Real Name: Beulah George "Georgia" Tann
Case: Child Abduction/Abuse/Murder
Location: Memphis, Tennessee
Date: 1920's to 1950
Beulah George Tann (Georgia)
From 1924 through 1950, Beulah George "Georgia" Tann ran the
Tennessee Children's Home Society, from a stately home on Poplar Avenue
in Memphis, TN. Tann used it as a front for an illegal foundling home
and adoption agency that placed over 5,000 newborn infants and children,
from toddlers up to age 16, to sell to what Ms. Tann called "high type"
families in 48 states. She used manipulation, deception, pressure
tactics, threats, and brute force to take children from mainly poor
single mothers in a five-state area to sell to wealthy parents up until
outrage, lawsuits, and complaints spurred a state investigation into her
tactics closed her down in 1950. Protected by the infamous Edward Hull
"Boss" Crump, she regularly altered and destroyed the records of the
children "processed" through her custody and did not conduct checks on
the adoption homes to which she sent children. It is believed Ms. Tann
craved the wealth and power that her position and role afforded her,
hopefully to eclipse her locally famous father, who was a judge in
Mississippi and who had prohibited her from entering the field of law.
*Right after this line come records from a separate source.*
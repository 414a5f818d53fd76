//! Validated, indexed ledger snapshots.
//!
//! A [`Snapshot`] is the only input the query layer accepts. Building one
//! checks every cross-record invariant up front, so queries never have to
//! handle a dangling reference. Construction is all-or-nothing: the first
//! violation aborts the build and no partial snapshot is returned.

use std::collections::HashMap;

use serde::{Deserialize, Serialize};

use crate::error::{EntityKind, Result, ValidationError, ValidationRule};
use crate::hierarchy::{CategoryTree, DEFAULT_MAX_CATEGORY_DEPTH};
use crate::models::{Category, CategoryId, Transaction, TransactionId, Wallet, WalletId};

/// Raw, unvalidated records as received from the wallet, category and
/// transaction services.
///
/// This is the JSON shape accepted by [`Snapshot::from_json`]:
///
/// ```json
/// { "wallets": [..], "categories": [..], "transactions": [..] }
/// ```
#[derive(Debug, Clone, Default, PartialEq, Serialize, Deserialize)]
#[serde(default, rename_all = "camelCase")]
pub struct LedgerInput {
    /// All wallets.
    pub wallets: Vec<Wallet>,
    /// All categories and sub-categories.
    pub categories: Vec<Category>,
    /// All transactions.
    pub transactions: Vec<Transaction>,
}

/// An immutable, validated view of wallets, categories and transactions.
///
/// Every id referenced by a transaction resolves, every category chain is
/// acyclic, and every amount is positive. The snapshot is `Send + Sync`
/// and can be shared freely between threads.
#[derive(Debug, Clone)]
pub struct Snapshot {
    /// Wallets in input order.
    wallets: Vec<Wallet>,
    /// Position of each wallet in `wallets`.
    wallet_index: HashMap<WalletId, usize>,
    /// Category hierarchy.
    categories: CategoryTree,
    /// Transactions in input order.
    transactions: Vec<Transaction>,
    /// Position of each transaction in `transactions`.
    transaction_index: HashMap<TransactionId, usize>,
}

/// Builder for [`Snapshot`].
///
/// # Examples
///
/// ```
/// use ledger_engine::snapshot::Snapshot;
///
/// let snapshot = Snapshot::builder()
///     .max_category_depth(2)
///     .build()
///     .unwrap();
/// assert!(snapshot.transactions().is_empty());
/// ```
#[derive(Debug, Clone)]
pub struct SnapshotBuilder {
    /// Wallet records.
    wallets: Vec<Wallet>,
    /// Category records.
    categories: Vec<Category>,
    /// Transaction records.
    transactions: Vec<Transaction>,
    /// Maximum category nesting depth (root = 1).
    max_category_depth: usize,
}

impl Default for SnapshotBuilder {
    #[inline]
    fn default() -> Self {
        Self {
            wallets: Vec::new(),
            categories: Vec::new(),
            transactions: Vec::new(),
            max_category_depth: DEFAULT_MAX_CATEGORY_DEPTH,
        }
    }
}

impl SnapshotBuilder {
    /// Sets the wallet records.
    #[inline]
    #[must_use]
    pub fn wallets(mut self, wallets: Vec<Wallet>) -> Self {
        self.wallets = wallets;
        self
    }

    /// Sets the category records.
    #[inline]
    #[must_use]
    pub fn categories(mut self, categories: Vec<Category>) -> Self {
        self.categories = categories;
        self
    }

    /// Sets the transaction records.
    #[inline]
    #[must_use]
    pub fn transactions(mut self, transactions: Vec<Transaction>) -> Self {
        self.transactions = transactions;
        self
    }

    /// Overrides the maximum category nesting depth (default 2).
    #[inline]
    #[must_use]
    pub const fn max_category_depth(mut self, depth: usize) -> Self {
        self.max_category_depth = depth;
        self
    }

    /// Validates the records and builds the snapshot.
    ///
    /// # Errors
    ///
    /// Returns [`crate::error::LedgerError::Validation`] naming the first offending record
    /// and rule, or [`crate::error::LedgerError::Hierarchy`] if a category parent chain is
    /// cyclic.
    #[tracing::instrument(
        skip_all,
        fields(
            wallets = self.wallets.len(),
            categories = self.categories.len(),
            transactions = self.transactions.len(),
        )
    )]
    pub fn build(self) -> Result<Snapshot> {
        self.validate_and_index()
            .inspect(|_| tracing::debug!("snapshot built"))
            .inspect_err(|err| tracing::warn!(error = %err, "snapshot validation failed"))
    }

    /// Runs all validation passes in order: wallets, categories,
    /// transactions.
    fn validate_and_index(self) -> Result<Snapshot> {
        let wallet_index = index_unique(&self.wallets, |w| &w.id, EntityKind::Wallet)?;
        ensure_summable(&self.wallets, |w| w.balance, |w| &w.id, EntityKind::Wallet)?;
        let categories = CategoryTree::build(self.categories, self.max_category_depth)?;
        let transaction_index =
            index_unique(&self.transactions, |t| &t.id, EntityKind::Transaction)?;

        for tx in &self.transactions {
            validate_transaction(tx, &wallet_index, &categories)?;
        }
        ensure_summable(&self.transactions, |t| t.amount, |t| &t.id, EntityKind::Transaction)?;

        Ok(Snapshot {
            wallets: self.wallets,
            wallet_index,
            categories,
            transactions: self.transactions,
            transaction_index,
        })
    }
}

/// Indexes records by id, rejecting the first duplicate.
fn index_unique<T, K, F>(
    items: &[T],
    key_fn: F,
    entity: EntityKind,
) -> core::result::Result<HashMap<K, usize>, ValidationError>
where
    K: core::hash::Hash + Eq + Clone + core::fmt::Display,
    F: Fn(&T) -> &K,
{
    let mut index = HashMap::with_capacity(items.len());
    for (position, item) in items.iter().enumerate() {
        let key = key_fn(item);
        if index.insert(key.clone(), position).is_some() {
            return Err(ValidationError::new(
                entity,
                key.to_string(),
                ValidationRule::DuplicateId,
            ));
        }
    }
    Ok(index)
}

/// Rejects the first record whose amount pushes the running total, taken
/// in input order, out of the `i64` range.
///
/// Transaction amounts are positive, so once the grand total fits every
/// windowed or per-category sum fits as well.
fn ensure_summable<T, K, A, F>(
    items: &[T],
    amount_fn: A,
    key_fn: F,
    entity: EntityKind,
) -> core::result::Result<(), ValidationError>
where
    K: core::fmt::Display,
    A: Fn(&T) -> i64,
    F: Fn(&T) -> &K,
{
    let mut total: i64 = 0;
    for item in items {
        let amount = amount_fn(item);
        total = total.checked_add(amount).ok_or_else(|| {
            ValidationError::new(
                entity,
                key_fn(item).to_string(),
                ValidationRule::TotalOverflow(amount),
            )
        })?;
    }
    Ok(())
}

/// Checks a single transaction's references, kind, amount and location.
fn validate_transaction(
    tx: &Transaction,
    wallets: &HashMap<WalletId, usize>,
    categories: &CategoryTree,
) -> core::result::Result<(), ValidationError> {
    let fail = |rule| ValidationError::new(EntityKind::Transaction, tx.id.as_inner(), rule);

    if !wallets.contains_key(&tx.wallet_id) {
        return Err(fail(ValidationRule::UnknownWallet(tx.wallet_id.to_string())));
    }
    let category = categories
        .get(&tx.category_id)
        .ok_or_else(|| fail(ValidationRule::UnknownCategory(tx.category_id.to_string())))?;
    if let Some(sub_id) = tx.sub_category_id.as_ref() {
        if !categories.contains(sub_id) {
            return Err(fail(ValidationRule::UnknownSubCategory(sub_id.to_string())));
        }
        if !categories.is_child_of(sub_id, &tx.category_id) {
            return Err(fail(ValidationRule::NotAChild {
                category: tx.category_id.to_string(),
                sub_category: sub_id.to_string(),
            }));
        }
    }
    if tx.kind != category.kind {
        return Err(fail(ValidationRule::KindMismatch {
            category: category.id.to_string(),
            expected: category.kind.to_string(),
            actual: tx.kind.to_string(),
        }));
    }
    if tx.amount <= 0 {
        return Err(fail(ValidationRule::NonPositiveAmount(tx.amount)));
    }
    if let Some(location) = tx.location.filter(|point| !point.is_valid()) {
        return Err(fail(ValidationRule::InvalidLocation {
            lat: location.lat,
            lng: location.lng,
        }));
    }
    Ok(())
}

/// Validates and indexes the given records with default settings.
///
/// # Errors
///
/// See [`SnapshotBuilder::build`].
#[inline]
pub fn build_snapshot(
    wallets: Vec<Wallet>,
    categories: Vec<Category>,
    transactions: Vec<Transaction>,
) -> Result<Snapshot> {
    Snapshot::builder()
        .wallets(wallets)
        .categories(categories)
        .transactions(transactions)
        .build()
}

impl Snapshot {
    /// Returns a builder with default settings.
    #[inline]
    #[must_use]
    pub fn builder() -> SnapshotBuilder {
        SnapshotBuilder::default()
    }

    /// Validates raw service records with default settings.
    ///
    /// # Errors
    ///
    /// See [`SnapshotBuilder::build`].
    #[inline]
    pub fn from_input(input: LedgerInput) -> Result<Self> {
        build_snapshot(input.wallets, input.categories, input.transactions)
    }

    /// Parses a [`LedgerInput`] JSON document and validates it.
    ///
    /// # Errors
    ///
    /// Returns [`crate::error::LedgerError::Serialization`] for malformed JSON (including
    /// a location encoded as a string rather than an object), otherwise see
    /// [`SnapshotBuilder::build`].
    #[inline]
    pub fn from_json(json: &str) -> Result<Self> {
        let input: LedgerInput = serde_json::from_str(json)?;
        Self::from_input(input)
    }

    /// All wallets in input order.
    #[inline]
    #[must_use]
    pub fn wallets(&self) -> &[Wallet] {
        &self.wallets
    }

    /// All transactions in input order.
    #[inline]
    #[must_use]
    pub fn transactions(&self) -> &[Transaction] {
        &self.transactions
    }

    /// The category hierarchy.
    #[inline]
    #[must_use]
    pub const fn categories(&self) -> &CategoryTree {
        &self.categories
    }

    /// Looks up a wallet by id.
    #[inline]
    #[must_use]
    pub fn wallet(&self, id: &WalletId) -> Option<&Wallet> {
        self.wallet_index
            .get(id)
            .and_then(|&position| self.wallets.get(position))
    }

    /// Looks up a category by id.
    #[inline]
    #[must_use]
    pub fn category(&self, id: &CategoryId) -> Option<&Category> {
        self.categories.get(id)
    }

    /// Looks up a transaction by id.
    #[inline]
    #[must_use]
    pub fn transaction(&self, id: &TransactionId) -> Option<&Transaction> {
        self.transaction_index
            .get(id)
            .and_then(|&position| self.transactions.get(position))
    }

    /// Resolves the root category of a validated category id.
    ///
    /// Every id stored in the snapshot resolves by construction; a miss
    /// means the snapshot was corrupted after validation.
    pub(crate) fn root_category(&self, id: &CategoryId) -> &Category {
        match self.categories.root_of(id) {
            Ok(root) => root,
            Err(err) => {
                tracing::error!(category = %id, error = %err, "validated snapshot lost a category");
                unreachable!("validated snapshot cannot fail root lookup: {err}")
            }
        }
    }

    /// Resolves a category referenced by a validated transaction.
    pub(crate) fn resolved_category(&self, id: &CategoryId) -> &Category {
        self.categories.get(id).unwrap_or_else(|| {
            tracing::error!(category = %id, "validated snapshot lost a category");
            unreachable!("validated snapshot cannot miss category {id}")
        })
    }

    /// Resolves a wallet referenced by a validated transaction.
    pub(crate) fn resolved_wallet(&self, id: &WalletId) -> &Wallet {
        self.wallet(id).unwrap_or_else(|| {
            tracing::error!(wallet = %id, "validated snapshot lost a wallet");
            unreachable!("validated snapshot cannot miss wallet {id}")
        })
    }
}
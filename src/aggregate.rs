//! Read-only analytical queries over a validated [`Snapshot`].
//!
//! Every function here is pure: it borrows the snapshot, allocates its
//! result and touches nothing else, so the same call always returns the
//! same answer and any number of calls may run in parallel.

use std::collections::HashMap;

use chrono::{DateTime, NaiveDate, TimeZone, Utc};
use serde::Serialize;

use crate::models::{Category, CategoryId, EntryKind, Transaction};
use crate::snapshot::Snapshot;
use crate::window::TimeWindow;

/// Summed expense for one root category.
#[derive(Debug, Clone, Copy, PartialEq, Eq, Serialize)]
pub struct CategorySpend<'snap> {
    /// The root category.
    pub category: &'snap Category,
    /// Total expense booked under the category and its sub-categories.
    pub amount: i64,
}

/// Net worth: the exact sum of all wallet balances.
#[inline]
#[must_use]
pub fn total_balance(snapshot: &Snapshot) -> i64 {
    snapshot.wallets().iter().map(|wallet| wallet.balance).sum()
}

/// Returns every transaction accepted by `predicate`, most recent first.
///
/// Transactions with the same date are ordered by id ascending.
#[must_use]
pub fn filter_transactions<P>(snapshot: &Snapshot, predicate: P) -> Vec<&Transaction>
where
    P: Fn(&Transaction) -> bool,
{
    let mut matched: Vec<&Transaction> = snapshot
        .transactions()
        .iter()
        .filter(|tx| predicate(tx))
        .collect();
    sort_recent_first(&mut matched);
    tracing::trace!(matched = matched.len(), "filtered transactions");
    matched
}

/// Sums expenses dated within `[start, end)`, where both dates are turned
/// into instants at local midnight in `tz`.
#[inline]
#[must_use]
pub fn spending_in_window<Tz: TimeZone>(
    snapshot: &Snapshot,
    start: NaiveDate,
    end: NaiveDate,
    tz: &Tz,
) -> i64 {
    spending_within(snapshot, &TimeWindow::from_dates(start, end, tz))
}

/// Sums expenses dated within `window`.
#[inline]
#[must_use]
pub fn spending_within(snapshot: &Snapshot, window: &TimeWindow) -> i64 {
    sum_kind_within(snapshot, EntryKind::Expense, window)
}

/// Sums income dated within `window`.
#[inline]
#[must_use]
pub fn income_within(snapshot: &Snapshot, window: &TimeWindow) -> i64 {
    sum_kind_within(snapshot, EntryKind::Income, window)
}

/// Sums expenses on the calendar day containing `now` in `tz`.
#[inline]
#[must_use]
pub fn spending_today<Tz: TimeZone>(snapshot: &Snapshot, now: DateTime<Utc>, tz: &Tz) -> i64 {
    spending_within(snapshot, &TimeWindow::today(now, tz))
}

/// Ranks root categories by expense within `window`.
///
/// Expenses are grouped by the root of their category, so spending booked
/// on a sub-category counts towards its parent. The result is sorted by
/// amount descending, then category id ascending, and holds at most `n`
/// entries. Categories without spend never appear.
#[must_use]
pub fn top_categories_by_spend<'snap>(
    snapshot: &'snap Snapshot,
    n: usize,
    window: &TimeWindow,
) -> Vec<CategorySpend<'snap>> {
    let mut sums: HashMap<&CategoryId, CategorySpend<'snap>> = HashMap::new();
    for tx in expenses_within(snapshot, window) {
        let root = snapshot.root_category(&tx.category_id);
        sums.entry(&root.id)
            .or_insert(CategorySpend {
                category: root,
                amount: 0,
            })
            .amount += tx.amount;
    }

    let mut ranked: Vec<CategorySpend<'snap>> = sums.into_values().collect();
    ranked.sort_by(|a, b| {
        b.amount
            .cmp(&a.amount)
            .then_with(|| a.category.id.cmp(&b.category.id))
    });
    ranked.truncate(n);
    tracing::trace!(categories = ranked.len(), limit = n, "ranked category spend");
    ranked
}

/// Splits all transactions into `(income, expense)`.
///
/// Each side keeps the [`filter_transactions`] ordering. Every transaction
/// lands in exactly one side.
#[must_use]
pub fn partition_by_type(snapshot: &Snapshot) -> (Vec<&Transaction>, Vec<&Transaction>) {
    filter_transactions(snapshot, |_| true)
        .into_iter()
        .partition(|tx| tx.kind.is_income())
}

/// Iterates over expense transactions dated within `window`.
fn expenses_within<'snap>(
    snapshot: &'snap Snapshot,
    window: &TimeWindow,
) -> impl Iterator<Item = &'snap Transaction> {
    let window = *window;
    snapshot
        .transactions()
        .iter()
        .filter(move |tx| tx.kind.is_expense() && window.contains(&tx.date))
}

/// Sums amounts of one kind within `window`.
fn sum_kind_within(snapshot: &Snapshot, kind: EntryKind, window: &TimeWindow) -> i64 {
    snapshot
        .transactions()
        .iter()
        .filter(|tx| tx.kind == kind && window.contains(&tx.date))
        .map(|tx| tx.amount)
        .sum()
}

/// Orders by date descending, then id ascending.
fn sort_recent_first(transactions: &mut [&Transaction]) {
    transactions.sort_by(|a, b| b.date.cmp(&a.date).then_with(|| a.id.cmp(&b.id)));
}

#[cfg(test)]
mod tests {
    use super::*;
    use crate::models::{TransactionId, Wallet, WalletId, WalletType};
    use crate::snapshot::build_snapshot;
    use chrono::FixedOffset;

    fn utc(s: &str) -> DateTime<Utc> {
        DateTime::parse_from_rfc3339(s).unwrap().with_timezone(&Utc)
    }

    fn wallet(id: &str, balance: i64) -> Wallet {
        Wallet {
            id: WalletId::from(id),
            name: id.to_owned(),
            balance,
            kind: WalletType::Bank,
            updated_at: utc("2024-04-15T06:20:00Z"),
        }
    }

    fn category(id: &str, kind: EntryKind, parent: Option<&str>) -> Category {
        Category {
            id: CategoryId::from(id),
            name: id.to_owned(),
            kind,
            parent_id: parent.map(CategoryId::from),
            icon: "*".to_owned(),
        }
    }

    fn tx(id: &str, category_id: &str, kind: EntryKind, amount: i64, date: &str) -> Transaction {
        Transaction {
            id: TransactionId::from(id),
            wallet_id: WalletId::from("w-1"),
            category_id: CategoryId::from(category_id),
            sub_category_id: None,
            amount,
            kind,
            date: utc(date),
            description: String::new(),
            location: None,
        }
    }

    fn snapshot(transactions: Vec<Transaction>) -> Snapshot {
        build_snapshot(
            vec![wallet("w-1", 0)],
            vec![
                category("a", EntryKind::Expense, None),
                category("a-sub", EntryKind::Expense, Some("a")),
                category("b", EntryKind::Expense, None),
                category("c", EntryKind::Expense, None),
                category("pay", EntryKind::Income, None),
            ],
            transactions,
        )
        .unwrap()
    }

    fn ids<'a>(txs: &[&'a Transaction]) -> Vec<&'a str> {
        txs.iter().map(|tx| tx.id.as_inner()).collect()
    }

    #[test]
    fn total_balance_sums_exactly() {
        let snapshot = build_snapshot(
            vec![
                wallet("w-1", 18_500_000),
                wallet("w-2", 32_000_000),
                wallet("w-3", 125_000_000),
            ],
            vec![],
            vec![],
        )
        .unwrap();
        assert_eq!(total_balance(&snapshot), 175_500_000);
    }

    #[test]
    fn total_balance_handles_negative_and_empty() {
        let snapshot =
            build_snapshot(vec![wallet("w-1", 500), wallet("w-2", -800)], vec![], vec![]).unwrap();
        assert_eq!(total_balance(&snapshot), -300);

        let empty = build_snapshot(vec![], vec![], vec![]).unwrap();
        assert_eq!(total_balance(&empty), 0);
    }

    #[test]
    fn filter_orders_recent_first_with_id_tie_break() {
        let snapshot = snapshot(vec![
            tx("t-2", "a", EntryKind::Expense, 1, "2024-04-15T07:30:00Z"),
            tx("t-3", "b", EntryKind::Expense, 1, "2024-04-12T12:10:00Z"),
            tx("t-1", "a", EntryKind::Expense, 1, "2024-04-15T07:30:00Z"),
            tx("t-4", "pay", EntryKind::Income, 1, "2024-04-16T00:00:00Z"),
        ]);
        let all = filter_transactions(&snapshot, |_| true);
        assert_eq!(ids(&all), ["t-4", "t-1", "t-2", "t-3"]);

        let only_b = filter_transactions(&snapshot, |tx| tx.category_id.as_inner() == "b");
        assert_eq!(ids(&only_b), ["t-3"]);

        assert!(filter_transactions(&snapshot, |_| false).is_empty());
    }

    #[test]
    fn spending_window_is_half_open_and_ignores_income() {
        let snapshot = snapshot(vec![
            tx("t-1", "a", EntryKind::Expense, 100, "2024-04-14T00:00:00Z"),
            tx("t-2", "a", EntryKind::Expense, 200, "2024-04-14T23:59:59Z"),
            tx("t-3", "a", EntryKind::Expense, 400, "2024-04-15T00:00:00Z"),
            tx("t-4", "pay", EntryKind::Income, 800, "2024-04-14T12:00:00Z"),
        ]);
        let start = NaiveDate::from_ymd_opt(2024, 4, 14).unwrap();
        let end = NaiveDate::from_ymd_opt(2024, 4, 15).unwrap();
        assert_eq!(spending_in_window(&snapshot, start, end, &Utc), 300);
        assert_eq!(spending_in_window(&snapshot, end, start, &Utc), 0);
        assert_eq!(
            income_within(&snapshot, &TimeWindow::from_dates(start, end, &Utc)),
            800
        );
    }

    #[test]
    fn spending_window_follows_time_zone() {
        let snapshot = snapshot(vec![
            tx("t-1", "a", EntryKind::Expense, 100, "2024-04-14T18:00:00Z"),
            tx("t-2", "a", EntryKind::Expense, 200, "2024-04-15T06:00:00Z"),
        ]);
        let day = NaiveDate::from_ymd_opt(2024, 4, 15).unwrap();
        let next = NaiveDate::from_ymd_opt(2024, 4, 16).unwrap();
        let hanoi = FixedOffset::east_opt(7 * 3600).unwrap();

        assert_eq!(spending_in_window(&snapshot, day, next, &Utc), 200);
        assert_eq!(spending_in_window(&snapshot, day, next, &hanoi), 300);
    }

    #[test]
    fn spending_window_open_ended_at_calendar_edges() {
        let snapshot = snapshot(vec![
            tx("t-1", "a", EntryKind::Expense, 100, "1999-12-31T12:00:00Z"),
            tx("t-2", "a", EntryKind::Expense, 200, "2024-04-15T06:00:00Z"),
        ]);
        let hanoi = FixedOffset::east_opt(7 * 3600).unwrap();
        let new_york = FixedOffset::west_opt(5 * 3600).unwrap();
        let cutoff = NaiveDate::from_ymd_opt(2024, 1, 1).unwrap();

        assert_eq!(spending_in_window(&snapshot, NaiveDate::MIN, cutoff, &hanoi), 100);
        assert_eq!(spending_in_window(&snapshot, cutoff, NaiveDate::MAX, &new_york), 200);
        assert_eq!(
            spending_in_window(&snapshot, NaiveDate::MIN, NaiveDate::MAX, &hanoi),
            300
        );
    }

    #[test]
    fn top_categories_rank_by_amount() {
        let snapshot = snapshot(vec![
            tx("t-1", "a", EntryKind::Expense, 85_000, "2024-04-15T07:30:00Z"),
            tx("t-2", "b", EntryKind::Expense, 120_000, "2024-04-15T06:45:00Z"),
            tx("t-3", "c", EntryKind::Expense, 450_000, "2024-04-12T12:10:00Z"),
            tx("t-4", "pay", EntryKind::Income, 28_000_000, "2024-04-14T16:00:00Z"),
        ]);
        let top = top_categories_by_spend(&snapshot, 3, &TimeWindow::all_time());
        let ranked: Vec<(&str, i64)> = top
            .iter()
            .map(|entry| (entry.category.id.as_inner(), entry.amount))
            .collect();
        assert_eq!(ranked, [("c", 450_000), ("b", 120_000), ("a", 85_000)]);

        let top_one = top_categories_by_spend(&snapshot, 1, &TimeWindow::all_time());
        assert_eq!(top_one.len(), 1);
        assert!(top_categories_by_spend(&snapshot, 0, &TimeWindow::all_time()).is_empty());
    }

    #[test]
    fn top_categories_roll_sub_categories_into_root() {
        let on_sub = tx("t-1", "a-sub", EntryKind::Expense, 70, "2024-04-15T07:30:00Z");
        let mut with_sub = tx("t-2", "a", EntryKind::Expense, 50, "2024-04-15T07:30:00Z");
        with_sub.sub_category_id = Some(CategoryId::from("a-sub"));
        let snapshot = snapshot(vec![
            on_sub,
            with_sub,
            tx("t-3", "b", EntryKind::Expense, 100, "2024-04-15T07:30:00Z"),
        ]);

        let top = top_categories_by_spend(&snapshot, 10, &TimeWindow::all_time());
        assert_eq!(top.len(), 2);
        assert_eq!(top.first().map(|e| (e.category.id.as_inner(), e.amount)), Some(("a", 120)));
    }

    #[test]
    fn top_categories_tie_break_by_id() {
        let snapshot = snapshot(vec![
            tx("t-1", "c", EntryKind::Expense, 10, "2024-04-15T07:30:00Z"),
            tx("t-2", "a", EntryKind::Expense, 10, "2024-04-15T07:30:00Z"),
            tx("t-3", "b", EntryKind::Expense, 10, "2024-04-15T07:30:00Z"),
        ]);
        let top = top_categories_by_spend(&snapshot, 5, &TimeWindow::all_time());
        let order: Vec<&str> = top.iter().map(|e| e.category.id.as_inner()).collect();
        assert_eq!(order, ["a", "b", "c"]);
    }

    #[test]
    fn top_categories_sum_matches_window_spending() {
        let snapshot = snapshot(vec![
            tx("t-1", "a", EntryKind::Expense, 5, "2024-04-10T00:00:00Z"),
            tx("t-2", "b", EntryKind::Expense, 7, "2024-04-11T00:00:00Z"),
            tx("t-3", "c", EntryKind::Expense, 11, "2024-04-20T00:00:00Z"),
        ]);
        let window = TimeWindow::between(utc("2024-04-01T00:00:00Z"), utc("2024-04-15T00:00:00Z"));
        let total: i64 = top_categories_by_spend(&snapshot, snapshot.categories().len(), &window)
            .iter()
            .map(|e| e.amount)
            .sum();
        assert_eq!(total, spending_within(&snapshot, &window));
        assert_eq!(total, 12);
    }

    #[test]
    fn partition_is_complete_and_disjoint() {
        let snapshot = snapshot(vec![
            tx("t-1", "a", EntryKind::Expense, 1, "2024-04-15T07:30:00Z"),
            tx("t-2", "pay", EntryKind::Income, 1, "2024-04-14T16:00:00Z"),
            tx("t-3", "b", EntryKind::Expense, 1, "2024-04-16T07:30:00Z"),
        ]);
        let (income, expense) = partition_by_type(&snapshot);
        assert_eq!(ids(&income), ["t-2"]);
        assert_eq!(ids(&expense), ["t-3", "t-1"]);
        assert_eq!(income.len() + expense.len(), snapshot.transactions().len());
    }

    #[test]
    fn spending_today_uses_callers_zone() {
        let snapshot = snapshot(vec![tx(
            "t-1",
            "a",
            EntryKind::Expense,
            42,
            "2024-04-15T20:00:00Z",
        )]);
        let now = utc("2024-04-16T02:00:00Z");
        let hanoi = FixedOffset::east_opt(7 * 3600).unwrap();
        assert_eq!(spending_today(&snapshot, now, &Utc), 0);
        assert_eq!(spending_today(&snapshot, now, &hanoi), 42);
    }

    #[test]
    fn queries_are_repeatable() {
        let snapshot = snapshot(vec![
            tx("t-1", "a", EntryKind::Expense, 3, "2024-04-15T07:30:00Z"),
            tx("t-2", "b", EntryKind::Expense, 4, "2024-04-15T07:30:00Z"),
        ]);
        let window = TimeWindow::all_time();
        assert_eq!(
            top_categories_by_spend(&snapshot, 2, &window),
            top_categories_by_spend(&snapshot, 2, &window)
        );
        assert_eq!(
            filter_transactions(&snapshot, |_| true),
            filter_transactions(&snapshot, |_| true)
        );
    }
}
She delivered speeches about adoption in Washington, New York, and other
major cities and was consulted by Eleanor Roosevelt regarding child
welfare. So many children died while in Tann's care that at one point,
the infant mortality rate in Memphis, Tennessee was highest in the
country and many more deaths were never reported. Notable celebrities
such as Joan Crawford, June Allyson, and her husband Dick Powell, Smiley
Burnette, and Pearl Buck used her services as well as the parents of
New York governor Herbert Lehman. Tann's death prior to prosecution in
1950 led to more stringent laws on adoption in Tennessee in 1951. Fewer
than 10% of these stolen children were ever reunited with parents or
siblings due to the complicity of local and state officials such as
Juvenile Court Judge Camille Kelley, who provided about 20% of the
children adopted out by Tann, and difficulty finding true and accurate
documentation for identification. Cindy Lou Presto was one of the
children adopted by her and was reunited with her mother after
thirty-two years. She was abducted by her while she was playing at a
park when she was just a toddler. Two of her former children, Lynne
Heinz and Nancy Turner, are looking for their birth families.
Extra Notes:
This case first aired on the December 13, 1989
episode. It inspired the movies, "Missing Children: A Mother's Story"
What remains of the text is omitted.